Early in the pandemic, with the economy cratering, the federal government added $600 to weekly unemployment checks. That increase ends this week, and with Congress still haggling over next steps, most states will not be able to offer nearly as much while they wrestle with diminishing unemployment trust funds.

The extra federal aid helped keep Wally Wendt and his family afloat.

Wendt, 54, of Everett, Washington, was laid off from the fitness company where he worked for 31 years. The extra benefits helped him pay for a loan to put a new roof on his house that he took out before the virus struck.

The money also helps his daughter, who was laid off from a restaurant job. With the boost, she’s able to afford diapers, formula, rent and utilities. If it ends, Wendt said, his daughter and her two children might move in with him.
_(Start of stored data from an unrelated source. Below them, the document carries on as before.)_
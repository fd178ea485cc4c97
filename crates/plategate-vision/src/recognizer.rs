//! Text recognition adapter contract and its subprocess implementation

use std::ffi::OsString;

use serde::Deserialize;

use plategate_types::{Error, RecognitionFragment, Result};

use crate::command::{scratch_path, ExternalCommand};
use crate::crop::PlateCrop;

/// OCR engine: one call per image, zero or more fragments in detector order.
pub trait TextRecognizer: Send + Sync {
    fn recognize(&self, image: &PlateCrop) -> Result<Vec<RecognitionFragment>>;
}

/// Stand-in used when no OCR engine is configured; every call fails.
#[derive(Debug, Default, Clone, Copy)]
pub struct UnavailableRecognizer;

impl TextRecognizer for UnavailableRecognizer {
    fn recognize(&self, _image: &PlateCrop) -> Result<Vec<RecognitionFragment>> {
        Err(Error::Recognition("no OCR command configured".to_string()))
    }
}

#[derive(Debug, Deserialize)]
struct RawFragment {
    text: String,
    #[serde(default)]
    confidence: f64,
}

#[derive(Debug, Deserialize)]
#[serde(untagged)]
enum OcrResponse {
    Wrapped {
        #[serde(default)]
        fragments: Vec<RawFragment>,
        #[serde(default)]
        error: Option<String>,
    },
    Bare(Vec<RawFragment>),
}

/// OCR engine run as a subprocess.
///
/// The image is written to a scratch PNG and passed as `--image <path>`. The
/// tool prints either `{"fragments": [{"text", "confidence"}, ...]}` or a bare
/// array of fragments.
#[derive(Debug, Clone)]
pub struct CommandRecognizer {
    command: ExternalCommand,
}

impl CommandRecognizer {
    pub fn new(command_line: &str) -> Result<Self> {
        Ok(Self {
            command: ExternalCommand::parse(command_line)?,
        })
    }
}

impl TextRecognizer for CommandRecognizer {
    fn recognize(&self, image: &PlateCrop) -> Result<Vec<RecognitionFragment>> {
        let path = scratch_path("plategate_ocr", "png");
        image.save_png(&path)?;

        let args = [OsString::from("--image"), path.clone().into_os_string()];
        let response = self.command.run_json::<OcrResponse>(&args);
        let _ = std::fs::remove_file(&path);

        let raw = match response? {
            OcrResponse::Wrapped {
                error: Some(error), ..
            } => return Err(Error::Recognition(error)),
            OcrResponse::Wrapped { fragments, .. } => fragments,
            OcrResponse::Bare(fragments) => fragments,
        };

        Ok(raw
            .into_iter()
            .map(|f| RecognitionFragment::new(f.text, f.confidence))
            .collect())
    }
}

#[cfg(test)]
mod tests {
    use super::*;

    #[test]
    fn test_wrapped_response() {
        let json = r#"{"fragments": [{"text": "WSG", "confidence": 0.9}, {"text": "706", "confidence": 0.8}]}"#;
        let parsed: OcrResponse = serde_json::from_str(json).unwrap();
        match parsed {
            OcrResponse::Wrapped { fragments, error } => {
                assert_eq!(fragments.len(), 2);
                assert!(error.is_none());
            }
            OcrResponse::Bare(_) => panic!("expected wrapped response"),
        }
    }

    #[test]
    fn test_bare_response() {
        let json = r#"[{"text": "WSG706"}]"#;
        let parsed: OcrResponse = serde_json::from_str(json).unwrap();
        match parsed {
            OcrResponse::Bare(fragments) => assert_eq!(fragments[0].confidence, 0.0),
            OcrResponse::Wrapped { .. } => panic!("expected bare response"),
        }
    }

    #[test]
    fn test_unavailable_recognizer_fails() {
        let crop = PlateCrop::from_gray(image::GrayImage::new(4, 4));
        assert!(UnavailableRecognizer.recognize(&crop).is_err());
    }
}
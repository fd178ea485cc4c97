//! Alternate readings of a plate under OCR-typical confusions

use std::collections::BTreeSet;

use crate::model::{COMPOUND_CHAIN, SUBSTITUTION_RULES};

/// Deduplicated set of readings derived from one plate, original included
#[derive(Debug, Clone, PartialEq, Eq)]
pub struct PlateVariantSet {
    original: String,
    variants: BTreeSet<String>,
}

impl PlateVariantSet {
    pub fn original(&self) -> &str {
        &self.original
    }

    pub fn contains(&self, plate: &str) -> bool {
        self.variants.contains(plate)
    }

    pub fn iter(&self) -> impl Iterator<Item = &str> {
        self.variants.iter().map(String::as_str)
    }

    pub fn len(&self) -> usize {
        self.variants.len()
    }

    pub fn is_empty(&self) -> bool {
        self.variants.is_empty()
    }
}

/// Expand a cleaned plate into its plausible alternate readings.
///
/// One reading per substitution rule whose source character occurs (every
/// occurrence replaced), plus one compound reading built by chaining
/// `5->S, 6->G, 7->T, O->0, 0->O` when it differs from the input.
pub fn expand_variants(plate: &str) -> PlateVariantSet {
    let mut variants = BTreeSet::new();
    variants.insert(plate.to_string());

    for rule in SUBSTITUTION_RULES {
        if let Some(variant) = rule.apply(plate) {
            variants.insert(variant);
        }
    }

    let mut compound = plate.to_string();
    for rule in COMPOUND_CHAIN {
        if let Some(next) = rule.apply(&compound) {
            compound = next;
        }
    }
    if compound != plate {
        variants.insert(compound);
    }

    PlateVariantSet {
        original: plate.to_string(),
        variants,
    }
}

#[cfg(test)]
mod tests {
    use super::*;

    #[test]
    fn test_original_always_present() {
        let set = expand_variants("XYZ");
        assert!(set.contains("XYZ"));
        assert_eq!(set.len(), 1);
        assert_eq!(set.original(), "XYZ");
    }

    #[test]
    fn test_whole_string_replacement() {
        let set = expand_variants("ABC123");
        assert!(set.contains("ABC123"));
        assert!(set.contains("4BC123"));
        assert!(set.contains("A8C123"));
        assert!(set.contains("ABCI23"));
        assert!(set.contains("ABC1Z3"));
        assert!(set.contains("ABC12E"));
        assert_eq!(set.iter().filter(|v| *v == "ABC123").count(), 1);
    }

    #[test]
    fn test_every_occurrence_replaced() {
        let set = expand_variants("W55W");
        assert!(set.contains("WSSW"));
        assert!(set.contains("M55M"));
        assert!(!set.contains("WS5W"));
    }

    #[test]
    fn test_compound_variant() {
        // 5->S, 6->G, 7->T, then O->0, then 0->O undoes the O step
        let set = expand_variants("W567O6");
        assert!(set.contains("WSGTOG"));
    }

    #[test]
    fn test_compound_skipped_when_unchanged() {
        // O->0 then 0->O round-trips back to the input
        let set = expand_variants("OX");
        let expected: BTreeSet<String> = ["OX", "0X", "QX"].iter().map(|s| s.to_string()).collect();
        assert_eq!(set.iter().map(str::to_string).collect::<BTreeSet<_>>(), expected);
    }

    #[test]
    fn test_one_directional_rules_not_reversed() {
        let set = expand_variants("10");
        assert!(set.contains("I0"));
        assert!(set.contains("1O"));
        assert!(!set.contains("L0"));
        assert!(!set.contains("1D"));
    }
}
//! Image scanning and validation

use std::path::{Path, PathBuf};

use walkdir::WalkDir;

use plategate_types::{Error, Result};

/// Supported image extensions
const IMAGE_EXTENSIONS: &[&str] = &["jpg", "jpeg", "png", "webp", "gif", "bmp"];

/// Check if a path is a supported image file
pub fn is_supported_image(path: &Path) -> bool {
    path.extension()
        .and_then(|ext| ext.to_str())
        .map(|ext| IMAGE_EXTENSIONS.contains(&ext.to_lowercase().as_str()))
        .unwrap_or(false)
}

/// Validate an image file exists and has a supported extension
pub fn validate_image(path: &Path) -> Result<()> {
    if !path.exists() {
        return Err(Error::FileNotFound(path.display().to_string()));
    }

    if !path.is_file() {
        return Err(Error::InvalidImageFormat(format!(
            "{} is not a file",
            path.display()
        )));
    }

    if !is_supported_image(path) {
        return Err(Error::InvalidImageFormat(format!(
            "Unsupported image format: {}",
            path.display()
        )));
    }

    Ok(())
}

/// Validate and decode an image
pub fn load_image(path: &Path) -> Result<image::DynamicImage> {
    validate_image(path)?;
    Ok(image::open(path)?)
}

/// Scan a directory for image files, sorted by file name
pub fn scan_directory(dir: &Path) -> Result<Vec<PathBuf>> {
    if !dir.exists() {
        return Err(Error::FileNotFound(dir.display().to_string()));
    }

    if !dir.is_dir() {
        return Err(Error::InvalidInput(format!(
            "{} is not a directory",
            dir.display()
        )));
    }

    let mut images: Vec<PathBuf> = WalkDir::new(dir)
        .follow_links(true)
        .into_iter()
        .filter_map(|e| e.ok())
        .map(|entry| entry.into_path())
        .filter(|path| path.is_file() && is_supported_image(path))
        .collect();

    images.sort_by(|a, b| a.file_name().cmp(&b.file_name()));

    Ok(images)
}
“The politicians need to get their ducks in a row.” Wendt said. “The pressure’s not on them, it’s on all of us blue-collar workers who are struggling to make a living.”

The regular benefits often leave recipients with poverty-level incomes, but at least they’re sure to continue.

Every state offers assistance for at least some unemployed workers based on a portion of their previous earnings. The maximum amounts vary widely, from $235 a week in Mississippi to $1,234 in Massachusetts. The length of time benefits are available ranges from as few as six weeks in Georgia to up to 28 weeks in Montana. Most states...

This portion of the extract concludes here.